An die relativ großen Unity-Icons mußte ich mich erst gewöhnen. Mittlerweile mag ich die sogar recht gerne. Sie haben was. Mit der Zeit wird sicher auch die Möglichkeit entstehen, mittels verschiedener Iconsets die Optik der Unityleiste und auch des kompletten Desktops zu verändern. Erste Anfänge gibt es schon. Ansonsten sieht der Desktop recht schick aus, wenn man sein Wallpaper geschickt wählt.

Fazit

Ich habe für mich relativ lange gebraucht, um warm zu werden mit Unity. Allmählich kann ich mich aber begeistern für diese ganze neue Optik. Auch rein praktisch hat Unity nach meiner persönlichen Meinung die Nase vorn, wenn es darum geht, direkt an (Klick)Ziele zu kommen und informiert zu sein über das, was gerade passiert auf meinem Rechner. Seit Kurzem tut sich endlich auch was unter der Haube. Bei der ersten Beta von Oneiric Ocelot hatte Ubuntu mit der Unity Oberfläche ziemlich viel Resourcen verbraucht. Mein Lüfter kam kaum mal dazu, sich auszuruhen. Seit einer guten Woche, derweil mit Beta 2, ist damit Schluß. Eines der letzten Updates muss eine Veränderung in die richtige Richtung gebracht haben. Oder es liegt daran, dass ich nun einen proprietären Treiber für meine Grafikkarte nutze? Hmm, ich bin unsicher. Unter dem Strich läuft mein Notebüükchen aktuell auch mit Unity & Co. sehr entspannt und ruhig. Die Zukunft hat begonnen.

Veröffentlicht von

Markus

Dies ist ein privates Blog. Ich schreibe hier über alles, was mich interessiert. Du darfst mich also getrost einen Ego-Blogger schimpfen oder mich auch wahlweise liebkosend so nennen. Der Vorteil von soviel Selbstzentriertheit ist, dass ich mir aussuchen kann, wie oft ich schreibe, worüber ich schreibe und nach welchen Grundsätzen das Blog und ich funktionieren. Dir gefällt dies? Oooh, ich bin überrascht und gleichzeitig auch durchaus ein wenig »amused«.

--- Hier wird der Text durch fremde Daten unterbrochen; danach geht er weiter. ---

use axum::{
    Router,
    extract::{Request, State},
    middleware::{self, Next},
    response::Response,
    routing::{get, post},
};
use axum_extra::{
    TypedHeader,
    headers::{Authorization, authorization::Bearer},
    typed_header::TypedHeaderRejection,
};

use std::sync::Arc;

use crate::{ServerError, TokenKeys, analytics, expenses, user};
use engine::Engine;

#[derive(Clone)]
pub struct ServerState {
    pub engine: Arc<Engine>,
    pub tokens: Arc<TokenKeys>,
}

/// Resolve the caller from the `Authorization: Bearer` header.
///
/// The verified [`crate::AuthUser`] is stored in the request extensions for
/// the handlers. Nothing reaches the database without it.
async fn auth(
    State(state): State<ServerState>,
    auth_header: Result<TypedHeader<Authorization<Bearer>>, TypedHeaderRejection>,
    mut request: Request,
    next: Next,
) -> Result<Response, ServerError> {
    let Ok(TypedHeader(auth_header)) = auth_header else {
        return Err(ServerError::Unauthorized);
    };

    let user = state.tokens.verify(auth_header.token())?;

    request.extensions_mut().insert(user);
    Ok(next.run(request).await)
}

pub fn router(state: ServerState) -> Router {
    let protected = Router::new()
        .route(
            "/expenses/",
            get(expenses::list_for_date).post(expenses::replace_for_date),
        )
        .route("/all_expenses/", get(expenses::list_all))
        .route("/analytics/", post(analytics::category_breakdown))
        .route("/analytics_by_month/", get(analytics::monthly_totals))
        .route_layer(middleware::from_fn_with_state(state.clone(), auth));

    Router::new()
        .route("/", get(user::welcome))
        .route("/create_user/", post(user::create_user))
        .route("/login/", post(user::login))
        .merge(protected)
        .with_state(state)
}

pub async fn run_with_listener(
    engine: Engine,
    tokens: TokenKeys,
    listener: tokio::net::TcpListener,
) -> Result<(), std::io::Error> {
    let addr = listener.local_addr()?;
    tracing::info!("Server listening on {}", addr);

    let state = ServerState {
        engine: Arc::new(engine),
        tokens: Arc::new(tokens),
    };

    axum::serve(listener, router(state)).await
}

pub fn spawn_with_listener(
    engine: Engine,
    tokens: TokenKeys,
    listener: tokio::net::TcpListener,
) -> Result<std::net::SocketAddr, std::io::Error> {
    let addr = listener.local_addr()?;

    tokio::spawn(async move {
        if let Err(err) = run_with_listener(engine, tokens, listener).await {
            tracing::error!("server failed: {err}");
        }
    });

    Ok(addr)
}
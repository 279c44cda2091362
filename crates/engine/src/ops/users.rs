use sea_orm::{ActiveValue, QueryFilter, SqlErr, prelude::*};

use crate::{
    EngineError, ResultEngine, User,
    password::{hash_password, verify_password},
    users,
};

use super::{Engine, validate_name};

impl Engine {
    /// Registers a new user and stores the salted hash of `password`.
    ///
    /// The username is stored verbatim and compared case-sensitively; blank
    /// names or names with surrounding whitespace are refused. A taken
    /// username is reported as [`EngineError::ExistingKey`], also when
    /// another registration wins the race between lookup and insert.
    pub async fn register_user(&self, username: &str, password: &str) -> ResultEngine<User> {
        validate_name(username, "username")?;
        if password.is_empty() {
            return Err(EngineError::InvalidPassword(
                "password must not be empty".to_string(),
            ));
        }

        if self.find_user(username).await?.is_some() {
            return Err(EngineError::ExistingKey(format!("username '{username}'")));
        }

        let active = users::ActiveModel {
            username: ActiveValue::Set(username.to_string()),
            hashed_password: ActiveValue::Set(hash_password(password)?),
            ..Default::default()
        };
        let model = active
            .insert(&self.database)
            .await
            .map_err(|err| match err.sql_err() {
                Some(SqlErr::UniqueConstraintViolation(_)) => {
                    EngineError::ExistingKey(format!("username '{username}'"))
                }
                _ => EngineError::Database(err),
            })?;

        Ok(User::from(model))
    }

    /// Returns the user owning `username` if `password` matches its hash.
    ///
    /// Unknown usernames and wrong passwords give the same
    /// [`EngineError::InvalidCredentials`].
    pub async fn verify_credentials(&self, username: &str, password: &str) -> ResultEngine<User> {
        let Some(model) = self.find_user(username).await? else {
            return Err(EngineError::InvalidCredentials);
        };

        if !verify_password(password, &model.hashed_password)? {
            return Err(EngineError::InvalidCredentials);
        }

        Ok(User::from(model))
    }

    async fn find_user(&self, username: &str) -> ResultEngine<Option<users::Model>> {
        users::Entity::find()
            .filter(users::Column::Username.eq(username))
            .one(&self.database)
            .await
            .map_err(Into::into)
    }
}
use sea_orm::DatabaseConnection;

use crate::{EngineError, ResultEngine};

mod analytics;
mod expenses;
mod users;

/// Run a block inside a DB transaction, committing on success and rolling back on error.
macro_rules! with_tx {
    ($self:expr, |$tx:ident| $body:expr) => {{
        let $tx = $self.database.begin().await?;
        let result = $body;
        match result {
            Ok(value) => {
                $tx.commit().await?;
                Ok(value)
            }
            Err(err) => Err(err),
        }
    }};
}

pub(crate) use with_tx;

#[derive(Debug)]
pub struct Engine {
    database: DatabaseConnection,
}

impl Engine {
    /// Return a builder for `Engine`. Help to build the struct.
    pub fn builder() -> EngineBuilder {
        EngineBuilder::default()
    }
}

/// Names are stored exactly as given, so blanks and surrounding whitespace
/// are refused rather than rewritten.
fn validate_name(value: &str, label: &str) -> ResultEngine<()> {
    if value.trim().is_empty() {
        return Err(EngineError::InvalidName(format!("{label} must not be empty")));
    }
    if value.trim() != value {
        return Err(EngineError::InvalidName(format!(
            "{label} must not start or end with whitespace"
        )));
    }
    Ok(())
}

/// The builder for `Engine`
#[derive(Default)]
pub struct EngineBuilder {
    database: DatabaseConnection,
}

impl EngineBuilder {
    /// Pass the required database
    pub fn database(mut self, db: DatabaseConnection) -> EngineBuilder {
        self.database = db;
        self
    }

    /// Construct `Engine`
    pub async fn build(self) -> ResultEngine<Engine> {
        Ok(Engine {
            database: self.database,
        })
    }
}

3 Gedanken zu „Ubuntu Oneiric Ocelot: Unity galore“

  1. Hmm, glaube ich gar nicht. Nutze ein schon ein wenig in die Jahre gekommenes HP Pavillon Notebüükchen, welche mit einem Zweikern AMD Athlon angetrieben wird und aktuell mit 3 GByte RAM ausgestattet ist. Gerade weil es nicht mehr taufrisch ist, ist die Laufintensität des Lüfters zu einem kleinen Teil sicher auch „altersbedingt“. Da ich diesen Teil aber nicht objektiv quantifizieren kann, habe ich diesen Aspekt weitgehend aus dem Artikel raus gelassen.